(THE PROBLEM) If a line of the data below holds the word "only", list it.

*** Opening GIVEN ENTRIES ***

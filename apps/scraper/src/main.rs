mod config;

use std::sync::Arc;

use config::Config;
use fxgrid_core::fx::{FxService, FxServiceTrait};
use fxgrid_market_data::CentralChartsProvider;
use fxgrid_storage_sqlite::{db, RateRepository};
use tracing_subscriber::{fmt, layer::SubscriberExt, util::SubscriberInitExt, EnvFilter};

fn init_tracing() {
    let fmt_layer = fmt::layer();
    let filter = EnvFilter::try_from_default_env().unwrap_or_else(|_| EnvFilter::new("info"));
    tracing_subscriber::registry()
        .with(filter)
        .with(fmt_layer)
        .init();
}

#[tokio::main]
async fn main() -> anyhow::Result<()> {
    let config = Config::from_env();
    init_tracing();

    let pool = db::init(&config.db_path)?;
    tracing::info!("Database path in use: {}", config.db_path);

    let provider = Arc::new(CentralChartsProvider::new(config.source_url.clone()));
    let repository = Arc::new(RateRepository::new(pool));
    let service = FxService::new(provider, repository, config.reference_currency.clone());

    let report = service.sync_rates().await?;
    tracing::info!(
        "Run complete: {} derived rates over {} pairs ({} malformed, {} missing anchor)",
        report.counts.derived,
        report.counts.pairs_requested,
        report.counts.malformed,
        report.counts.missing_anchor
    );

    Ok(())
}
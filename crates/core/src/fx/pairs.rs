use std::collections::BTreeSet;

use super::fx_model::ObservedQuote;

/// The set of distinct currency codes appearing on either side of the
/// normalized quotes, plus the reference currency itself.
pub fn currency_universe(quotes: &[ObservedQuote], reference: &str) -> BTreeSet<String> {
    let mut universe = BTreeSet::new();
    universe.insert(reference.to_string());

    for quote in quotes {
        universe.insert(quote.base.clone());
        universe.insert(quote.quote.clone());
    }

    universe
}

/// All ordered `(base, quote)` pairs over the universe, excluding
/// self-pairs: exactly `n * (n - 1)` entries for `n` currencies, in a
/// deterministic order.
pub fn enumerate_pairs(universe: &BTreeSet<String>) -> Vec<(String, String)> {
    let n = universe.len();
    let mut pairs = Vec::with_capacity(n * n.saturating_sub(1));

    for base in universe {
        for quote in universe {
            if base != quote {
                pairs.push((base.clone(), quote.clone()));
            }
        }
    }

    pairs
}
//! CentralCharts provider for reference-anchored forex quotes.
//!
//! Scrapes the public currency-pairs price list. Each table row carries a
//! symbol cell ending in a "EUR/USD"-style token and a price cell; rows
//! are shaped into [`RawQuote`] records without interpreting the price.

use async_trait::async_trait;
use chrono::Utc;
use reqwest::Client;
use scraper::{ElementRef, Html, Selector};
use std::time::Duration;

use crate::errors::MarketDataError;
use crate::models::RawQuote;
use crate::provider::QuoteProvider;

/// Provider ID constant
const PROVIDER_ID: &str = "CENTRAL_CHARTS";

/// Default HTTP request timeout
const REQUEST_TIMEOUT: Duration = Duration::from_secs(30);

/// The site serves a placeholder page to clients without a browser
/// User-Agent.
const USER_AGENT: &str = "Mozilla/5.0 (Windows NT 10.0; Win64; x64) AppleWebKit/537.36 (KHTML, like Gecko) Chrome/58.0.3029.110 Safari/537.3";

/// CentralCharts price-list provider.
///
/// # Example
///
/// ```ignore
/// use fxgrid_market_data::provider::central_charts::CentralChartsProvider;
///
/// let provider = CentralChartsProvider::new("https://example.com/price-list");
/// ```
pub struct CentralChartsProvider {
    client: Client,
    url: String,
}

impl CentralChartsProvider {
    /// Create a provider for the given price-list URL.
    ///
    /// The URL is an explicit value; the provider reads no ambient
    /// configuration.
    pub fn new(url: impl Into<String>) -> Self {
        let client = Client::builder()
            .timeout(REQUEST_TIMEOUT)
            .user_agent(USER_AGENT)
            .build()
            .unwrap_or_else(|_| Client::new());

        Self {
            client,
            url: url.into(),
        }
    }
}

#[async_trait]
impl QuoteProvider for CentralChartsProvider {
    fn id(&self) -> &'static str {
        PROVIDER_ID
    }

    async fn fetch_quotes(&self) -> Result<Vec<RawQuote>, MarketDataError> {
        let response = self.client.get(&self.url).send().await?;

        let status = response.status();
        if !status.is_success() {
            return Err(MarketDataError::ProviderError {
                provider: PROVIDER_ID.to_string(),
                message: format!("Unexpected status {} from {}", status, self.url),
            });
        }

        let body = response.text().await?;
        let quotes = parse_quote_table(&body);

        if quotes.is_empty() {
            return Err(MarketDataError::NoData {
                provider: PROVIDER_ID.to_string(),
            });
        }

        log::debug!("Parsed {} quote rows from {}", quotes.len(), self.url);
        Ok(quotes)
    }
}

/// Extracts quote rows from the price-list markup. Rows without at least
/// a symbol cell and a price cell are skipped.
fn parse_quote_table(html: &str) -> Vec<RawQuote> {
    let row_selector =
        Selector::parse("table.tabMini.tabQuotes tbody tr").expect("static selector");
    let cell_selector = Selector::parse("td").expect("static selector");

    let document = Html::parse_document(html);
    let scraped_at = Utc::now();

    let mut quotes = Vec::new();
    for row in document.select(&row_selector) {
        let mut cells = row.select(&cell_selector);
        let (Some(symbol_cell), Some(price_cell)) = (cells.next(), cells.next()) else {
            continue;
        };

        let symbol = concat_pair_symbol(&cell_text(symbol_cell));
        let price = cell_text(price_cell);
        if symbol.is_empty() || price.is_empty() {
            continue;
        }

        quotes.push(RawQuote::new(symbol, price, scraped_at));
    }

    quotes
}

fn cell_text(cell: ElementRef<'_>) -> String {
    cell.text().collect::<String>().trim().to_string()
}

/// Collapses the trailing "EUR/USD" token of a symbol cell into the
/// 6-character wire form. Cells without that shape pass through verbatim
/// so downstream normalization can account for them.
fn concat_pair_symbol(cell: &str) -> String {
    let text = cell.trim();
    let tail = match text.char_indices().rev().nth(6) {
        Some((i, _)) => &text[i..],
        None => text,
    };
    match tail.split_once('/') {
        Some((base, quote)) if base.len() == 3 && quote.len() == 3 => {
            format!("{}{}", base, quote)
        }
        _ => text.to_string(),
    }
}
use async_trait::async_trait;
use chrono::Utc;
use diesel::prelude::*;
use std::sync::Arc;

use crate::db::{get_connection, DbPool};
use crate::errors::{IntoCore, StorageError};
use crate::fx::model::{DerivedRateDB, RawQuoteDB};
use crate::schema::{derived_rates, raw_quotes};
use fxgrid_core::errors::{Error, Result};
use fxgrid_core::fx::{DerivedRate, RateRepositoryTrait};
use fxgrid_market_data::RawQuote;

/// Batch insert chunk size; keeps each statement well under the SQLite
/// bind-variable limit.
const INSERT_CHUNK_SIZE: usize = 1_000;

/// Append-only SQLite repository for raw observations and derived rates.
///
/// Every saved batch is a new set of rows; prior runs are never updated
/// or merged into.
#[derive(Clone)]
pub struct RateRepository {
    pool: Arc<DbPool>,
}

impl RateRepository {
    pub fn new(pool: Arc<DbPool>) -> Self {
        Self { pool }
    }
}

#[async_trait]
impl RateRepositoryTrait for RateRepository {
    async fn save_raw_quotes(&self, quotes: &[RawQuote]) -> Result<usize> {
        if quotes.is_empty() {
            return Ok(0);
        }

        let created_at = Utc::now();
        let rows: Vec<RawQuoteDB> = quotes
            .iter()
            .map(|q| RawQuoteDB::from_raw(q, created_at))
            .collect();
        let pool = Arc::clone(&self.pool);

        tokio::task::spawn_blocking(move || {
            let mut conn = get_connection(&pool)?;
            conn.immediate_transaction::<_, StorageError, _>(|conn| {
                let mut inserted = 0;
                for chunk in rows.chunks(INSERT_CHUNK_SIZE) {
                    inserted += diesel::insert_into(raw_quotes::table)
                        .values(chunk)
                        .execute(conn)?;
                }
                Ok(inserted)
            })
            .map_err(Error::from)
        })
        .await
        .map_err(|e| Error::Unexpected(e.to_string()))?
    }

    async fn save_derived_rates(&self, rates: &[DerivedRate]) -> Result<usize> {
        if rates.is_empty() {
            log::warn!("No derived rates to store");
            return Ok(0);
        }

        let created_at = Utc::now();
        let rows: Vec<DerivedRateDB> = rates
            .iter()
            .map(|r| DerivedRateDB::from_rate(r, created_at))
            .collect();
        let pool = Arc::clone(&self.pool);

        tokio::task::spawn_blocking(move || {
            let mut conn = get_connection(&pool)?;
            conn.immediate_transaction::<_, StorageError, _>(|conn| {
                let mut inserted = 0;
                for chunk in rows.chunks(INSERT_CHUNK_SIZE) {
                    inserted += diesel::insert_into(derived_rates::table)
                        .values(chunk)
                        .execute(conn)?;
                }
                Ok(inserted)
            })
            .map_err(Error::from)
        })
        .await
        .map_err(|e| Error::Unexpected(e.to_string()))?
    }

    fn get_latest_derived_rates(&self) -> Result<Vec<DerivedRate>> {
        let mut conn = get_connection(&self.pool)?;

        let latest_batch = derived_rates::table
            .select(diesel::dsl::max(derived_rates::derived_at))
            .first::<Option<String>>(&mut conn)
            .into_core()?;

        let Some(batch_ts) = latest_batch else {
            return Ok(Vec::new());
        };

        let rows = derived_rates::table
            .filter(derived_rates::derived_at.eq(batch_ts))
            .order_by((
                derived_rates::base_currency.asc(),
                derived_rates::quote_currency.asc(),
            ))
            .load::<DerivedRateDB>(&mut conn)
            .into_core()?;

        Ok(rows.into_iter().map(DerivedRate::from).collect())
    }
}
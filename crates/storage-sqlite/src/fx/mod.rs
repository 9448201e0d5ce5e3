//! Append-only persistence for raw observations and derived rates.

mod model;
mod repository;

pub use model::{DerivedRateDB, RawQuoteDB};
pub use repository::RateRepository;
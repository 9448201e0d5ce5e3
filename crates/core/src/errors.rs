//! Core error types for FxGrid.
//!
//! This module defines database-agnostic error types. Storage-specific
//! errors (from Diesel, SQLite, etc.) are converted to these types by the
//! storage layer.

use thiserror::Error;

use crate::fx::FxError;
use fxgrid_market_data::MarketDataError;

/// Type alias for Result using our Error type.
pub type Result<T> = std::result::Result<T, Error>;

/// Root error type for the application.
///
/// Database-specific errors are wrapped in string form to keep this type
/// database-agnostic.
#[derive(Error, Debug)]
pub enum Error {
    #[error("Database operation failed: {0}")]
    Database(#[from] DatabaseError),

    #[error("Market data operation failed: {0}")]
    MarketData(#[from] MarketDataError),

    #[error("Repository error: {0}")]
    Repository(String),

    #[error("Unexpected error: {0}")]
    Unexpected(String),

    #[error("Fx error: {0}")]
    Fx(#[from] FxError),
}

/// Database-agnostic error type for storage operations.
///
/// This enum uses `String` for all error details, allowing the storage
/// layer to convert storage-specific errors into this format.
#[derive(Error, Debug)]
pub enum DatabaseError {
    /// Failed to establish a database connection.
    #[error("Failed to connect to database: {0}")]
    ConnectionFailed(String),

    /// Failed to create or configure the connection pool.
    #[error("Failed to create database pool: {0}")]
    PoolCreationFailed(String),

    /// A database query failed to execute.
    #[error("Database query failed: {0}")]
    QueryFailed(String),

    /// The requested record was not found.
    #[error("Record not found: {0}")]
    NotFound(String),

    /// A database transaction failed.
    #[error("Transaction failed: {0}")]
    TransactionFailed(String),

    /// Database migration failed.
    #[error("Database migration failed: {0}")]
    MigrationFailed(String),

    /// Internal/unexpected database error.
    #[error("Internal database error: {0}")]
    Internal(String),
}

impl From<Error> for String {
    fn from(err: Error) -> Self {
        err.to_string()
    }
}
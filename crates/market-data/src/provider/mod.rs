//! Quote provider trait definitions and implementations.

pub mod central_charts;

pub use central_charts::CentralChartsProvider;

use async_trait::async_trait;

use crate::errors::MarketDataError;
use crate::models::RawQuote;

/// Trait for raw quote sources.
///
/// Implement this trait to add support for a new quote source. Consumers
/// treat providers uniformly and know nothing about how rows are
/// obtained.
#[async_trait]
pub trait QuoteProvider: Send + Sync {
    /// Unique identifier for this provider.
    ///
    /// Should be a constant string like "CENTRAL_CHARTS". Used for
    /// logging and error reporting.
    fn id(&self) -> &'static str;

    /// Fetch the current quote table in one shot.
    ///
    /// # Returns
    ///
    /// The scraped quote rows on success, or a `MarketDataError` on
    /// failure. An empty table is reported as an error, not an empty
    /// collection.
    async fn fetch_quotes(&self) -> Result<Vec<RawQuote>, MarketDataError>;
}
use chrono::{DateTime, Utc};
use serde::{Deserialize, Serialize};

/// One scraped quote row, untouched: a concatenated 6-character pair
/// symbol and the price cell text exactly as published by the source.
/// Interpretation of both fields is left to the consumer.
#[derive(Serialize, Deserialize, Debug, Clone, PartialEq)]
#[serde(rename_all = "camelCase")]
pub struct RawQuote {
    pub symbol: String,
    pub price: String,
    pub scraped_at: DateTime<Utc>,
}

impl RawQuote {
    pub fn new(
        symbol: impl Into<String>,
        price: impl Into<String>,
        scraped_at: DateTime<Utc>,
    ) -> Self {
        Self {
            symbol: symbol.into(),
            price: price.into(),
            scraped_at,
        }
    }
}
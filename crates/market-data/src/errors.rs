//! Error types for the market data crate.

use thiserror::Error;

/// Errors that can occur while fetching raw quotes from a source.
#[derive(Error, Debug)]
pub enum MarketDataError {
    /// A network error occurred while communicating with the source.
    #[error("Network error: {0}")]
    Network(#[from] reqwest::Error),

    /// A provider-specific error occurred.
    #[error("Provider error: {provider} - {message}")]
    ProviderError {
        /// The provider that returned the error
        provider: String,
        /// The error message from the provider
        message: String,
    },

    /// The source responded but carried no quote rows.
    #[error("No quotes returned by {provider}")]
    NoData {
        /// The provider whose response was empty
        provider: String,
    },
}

*** Closing GIVEN ENTRIES ***

(RESPONSE)
/// Append-only SQLite repository for raw observations and derived rates.
//! Append-only persistence for raw observations and derived rates.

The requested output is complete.